Matt Cutts: Good question. So the first thing that you need to know is that WHOIS data is not generally available, even if you were a registrar. And WHOIS data can vary from TLD country code TLD. For example; co.jp, .fi for Finland, .in for India, and in general sometimes that WHOIS data is on websites and all that sort of stuff.
So what’s much easier is to say, “When did we first see a website, when did we first crawl it?” We did actually file a patent on using historical data in the search results and that issued I think back in 2005. So there are a lot of ways you can think about the age of a domain.
For example, when did you first see a link to a domain as opposed to when did you first crawl it? And there are a lot of things you can look at like how stale is the data and stuff like that. But a good way to think about it is often the vast majority of the time we’ll have coverage for when we first crawled a domain or when we first saw a link to a domain. And that’s going to be a lot more useful data than perhaps WHOIS data that you might not be able to get for every single domain.
So in general, how important is it for website authority? Well, my answer is not to worry that much. The difference between a domain that’s six months old versus one year old is really not that big at all. So as long as you’ve been around for at least a couple months, a few months, you should be able to make sure that you’re able to show up in the search results.
So a lot of people are talking about, “Oh I want to get pre-aged domains or I want to get domains from 1994” or something like that and that’s not typically something that you need to worry about. I would say it’s often good to go ahead and buy a website, put up a place holder page to tell people what’s coming and then just go ahead and develop the website.
By the time you get your website live, often that’s two or three months down the line already. So just something to bear in mind, WHOIS data is not generally available even though Google is a registrar, a WHOIS registrar, that’s not something that you get automatically from being a registrar.

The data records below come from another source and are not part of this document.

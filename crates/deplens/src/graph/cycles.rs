//! Circular dependency detection.
//!
//! The import graph is loaded into a petgraph `DiGraph` so nodes get dense
//! indices; traversal state (visited, on-path) lives in plain vectors
//! indexed by node.
//!
//! # Algorithm
//!
//! A depth-first search runs from every declared file. Each traversal root
//! gets a fresh visited set, so a node explored from one root is explored
//! again from the next; this finds cycles that a single shared visited set
//! would hide behind an earlier traversal. When an edge reaches a node
//! that is still on the current path, the path slice from that node to the
//! current node is recorded as a cycle.
//!
//! Cycles are normalized by rotating the lexicographically smallest path
//! to the front, and deduplicated on that form. Direction is kept:
//! `a -> b -> c -> a` and `a -> c -> b -> a` are distinct cycles.

use super::DependencyGraph;
use crate::error::{Error, Result};
use petgraph::algo;
use petgraph::graph::{DiGraph, NodeIndex, Neighbors};
use serde::{Deserialize, Serialize};
use std::collections::{HashMap, HashSet};

/// How serious a circular dependency is.
#[derive(Debug, Clone, Copy, PartialEq, Eq, Hash, Serialize, Deserialize)]
#[serde(rename_all = "lowercase")]
pub enum Severity {
    /// Three or more files involved.
    High,
    /// A self-import or a mutual import between two files.
    Medium,
}

impl Severity {
    /// The lowercase name used in reports.
    #[must_use]
    pub fn as_str(self) -> &'static str {
        match self {
            Self::High => "high",
            Self::Medium => "medium",
        }
    }
}

/// A circular import chain, normalized so the smallest path comes first.
#[derive(Debug, Clone, PartialEq, Eq, Hash)]
pub struct Cycle {
    nodes: Vec<String>,
}

impl Cycle {
    /// Build a cycle from its members in edge order, normalizing the rotation.
    ///
    /// The closing repeat of the first node must not be included.
    #[must_use]
    pub fn new(mut nodes: Vec<String>) -> Self {
        if let Some(min_idx) = nodes
            .iter()
            .enumerate()
            .min_by(|(_, a), (_, b)| a.cmp(b))
            .map(|(idx, _)| idx)
        {
            nodes.rotate_left(min_idx);
        }
        Self { nodes }
    }

    /// Members of the cycle, smallest first, without the closing repeat.
    #[must_use]
    pub fn nodes(&self) -> &[String] {
        &self.nodes
    }

    /// The cycle as a closed walk: `v0, v1, ..., vk-1, v0`.
    #[must_use]
    pub fn closed_path(&self) -> Vec<String> {
        let mut path = self.nodes.clone();
        if let Some(first) = self.nodes.first() {
            path.push(first.clone());
        }
        path
    }

    /// Number of files in the cycle.
    #[must_use]
    pub fn len(&self) -> usize {
        self.nodes.len()
    }

    /// Whether the cycle has no members (never produced by detection).
    #[must_use]
    pub fn is_empty(&self) -> bool {
        self.nodes.is_empty()
    }

    /// Whether `path` participates in the cycle.
    #[must_use]
    pub fn contains(&self, path: &str) -> bool {
        self.nodes.iter().any(|node| node == path)
    }

    /// `High` when more than two distinct files are involved.
    #[must_use]
    pub fn severity(&self) -> Severity {
        let distinct: HashSet<&str> = self.nodes.iter().map(String::as_str).collect();
        if distinct.len() > 2 {
            Severity::High
        } else {
            Severity::Medium
        }
    }
}

/// Detect all circular dependencies reachable in `graph`.
///
/// With a `module_filter`, traversal starts only at declared files whose
/// path contains the filter and never enters a file that does not.
///
/// # Errors
///
/// Returns [`Error::InvalidArgument`] if the filter is empty or blank.
pub fn detect_cycles(graph: &DependencyGraph, module_filter: Option<&str>) -> Result<Vec<Cycle>> {
    if let Some(filter) = module_filter {
        if filter.trim().is_empty() {
            return Err(Error::invalid(
                "module filter",
                "must not be empty; omit it to scan every module",
            ));
        }
    }

    let import_graph = ImportGraph::build(graph);
    if !algo::is_cyclic_directed(&import_graph.graph) {
        tracing::debug!(files = graph.len(), "Import graph is acyclic");
        return Ok(Vec::new());
    }

    let allowed: Vec<bool> = import_graph
        .graph
        .node_indices()
        .map(|idx| module_filter.is_none_or(|filter| import_graph.graph[idx].contains(filter)))
        .collect();

    let mut traversal = Traversal::new(import_graph.graph.node_count());
    let mut raw_cycles: Vec<Vec<NodeIndex>> = Vec::new();

    for root in graph.files() {
        let root_idx = import_graph.node_map[root];
        if allowed[root_idx.index()] {
            traversal.run(&import_graph.graph, root_idx, &allowed, &mut raw_cycles);
        }
    }

    let raw_count = raw_cycles.len();
    let mut seen: HashSet<Vec<String>> = HashSet::new();
    let mut unique = Vec::new();
    for raw in raw_cycles {
        let cycle = Cycle::new(
            raw.into_iter()
                .map(|idx| import_graph.graph[idx].to_string())
                .collect(),
        );
        if seen.insert(cycle.nodes.clone()) {
            unique.push(cycle);
        }
    }

    tracing::debug!(
        raw_cycles = raw_count,
        unique_cycles = unique.len(),
        module_filter = module_filter.unwrap_or(""),
        "Cycle detection complete"
    );
    Ok(unique)
}

/// The dependency graph as a petgraph `DiGraph` over borrowed paths.
struct ImportGraph<'g> {
    graph: DiGraph<&'g str, ()>,
    node_map: HashMap<&'g str, NodeIndex>,
}

impl<'g> ImportGraph<'g> {
    fn build(source: &'g DependencyGraph) -> Self {
        let mut graph = DiGraph::new();
        let mut node_map: HashMap<&'g str, NodeIndex> = HashMap::new();

        for file in source.files() {
            node_map.insert(file, graph.add_node(file));
        }

        for entry in source.entries() {
            let from = node_map[entry.path.as_str()];
            // petgraph lists neighbors newest-first; add in reverse so
            // traversal follows the scanner's import order.
            for import in entry.imports.iter().rev() {
                let to = *node_map
                    .entry(import.as_str())
                    .or_insert_with(|| graph.add_node(import.as_str()));
                graph.add_edge(from, to, ());
            }
        }

        Self { graph, node_map }
    }
}

/// Reusable per-root DFS state, indexed by node.
struct Traversal {
    visited: Vec<bool>,
    on_path: Vec<bool>,
    path: Vec<NodeIndex>,
}

impl Traversal {
    fn new(node_count: usize) -> Self {
        Self {
            visited: vec![false; node_count],
            on_path: vec![false; node_count],
            path: Vec::new(),
        }
    }

    /// Explicit-stack DFS from `root`, appending every back-edge cycle.
    fn run(
        &mut self,
        graph: &DiGraph<&str, ()>,
        root: NodeIndex,
        allowed: &[bool],
        cycles: &mut Vec<Vec<NodeIndex>>,
    ) {
        self.visited.fill(false);
        self.on_path.fill(false);
        self.path.clear();

        let mut stack: Vec<Neighbors<'_, ()>> = Vec::new();
        self.enter(root);
        stack.push(graph.neighbors(root));

        while let Some(neighbors) = stack.last_mut() {
            let Some(next) = neighbors.next() else {
                stack.pop();
                if let Some(done) = self.path.pop() {
                    self.on_path[done.index()] = false;
                }
                continue;
            };

            if !allowed[next.index()] {
                continue;
            }

            if self.on_path[next.index()] {
                if let Some(start) = self.path.iter().position(|&idx| idx == next) {
                    cycles.push(self.path[start..].to_vec());
                }
            } else if !self.visited[next.index()] {
                self.enter(next);
                stack.push(graph.neighbors(next));
            }
        }
    }

    fn enter(&mut self, node: NodeIndex) {
        self.visited[node.index()] = true;
        self.on_path[node.index()] = true;
        self.path.push(node);
    }
}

Whereas when you crawl the web you end up finding new domains relatively quickly after they’re registered because of the links to those domains. And when you first crawl a domain or when you first are able to see a link to a domain, it can be a very nice way to measure how old a domain is.

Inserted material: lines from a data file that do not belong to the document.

//! Periodic eviction of finished operations.

use super::OperationManager;
use std::time::Duration;
use tokio::sync::oneshot;
use tokio::task::JoinHandle;
use tokio::time::MissedTickBehavior;

/// Guard owning the background sweep task.
///
/// [`shutdown`](Self::shutdown) stops the task and waits for it; dropping
/// the guard aborts it.
#[derive(Debug)]
pub struct Sweeper {
    stop: Option<oneshot::Sender<()>>,
    task: Option<JoinHandle<()>>,
}

impl Sweeper {
    pub(crate) fn spawn(manager: OperationManager, period: Duration) -> Self {
        let (stop_tx, mut stop_rx) = oneshot::channel();

        let task = tokio::spawn(async move {
            let mut ticker = tokio::time::interval_at(tokio::time::Instant::now() + period, period);
            ticker.set_missed_tick_behavior(MissedTickBehavior::Delay);
            tracing::debug!(interval_secs = period.as_secs(), "Operation sweeper started");

            loop {
                tokio::select! {
                    _ = &mut stop_rx => break,
                    _ = ticker.tick() => {
                        // Contention and poisoning are logged inside; retry next tick
                        let _ = manager.sweep();
                    }
                }
            }

            tracing::debug!("Operation sweeper stopped");
        });

        Self {
            stop: Some(stop_tx),
            task: Some(task),
        }
    }

    /// Stop the sweep and wait for the task to exit.
    pub async fn shutdown(mut self) {
        if let Some(stop) = self.stop.take() {
            let _ = stop.send(());
        }
        if let Some(task) = self.task.take()
            && let Err(e) = task.await
        {
            tracing::warn!(error = %e, "Operation sweeper exited abnormally");
        }
    }
}

impl Drop for Sweeper {
    fn drop(&mut self) {
        if let Some(task) = self.task.take() {
            task.abort();
        }
    }
}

So a lot of the times, whenever you’re saying OK, search over some given subject, you know Mayan art. You can see on the left-hand side there’s now a place where you can slice and dice by different dates. So that’s actually a combination of different dates, but for example it could have used when we first saw a page or when we first saw a domain name.
You might also take into account when it was last updated, all that sort of stuff. But in general I wouldn’t obsess about trying to have an old domain. The fact is it’s mostly the quality of your content and the sort of links that you get as a result of the quality of your content that determine how well you’re going to rank in the search engines.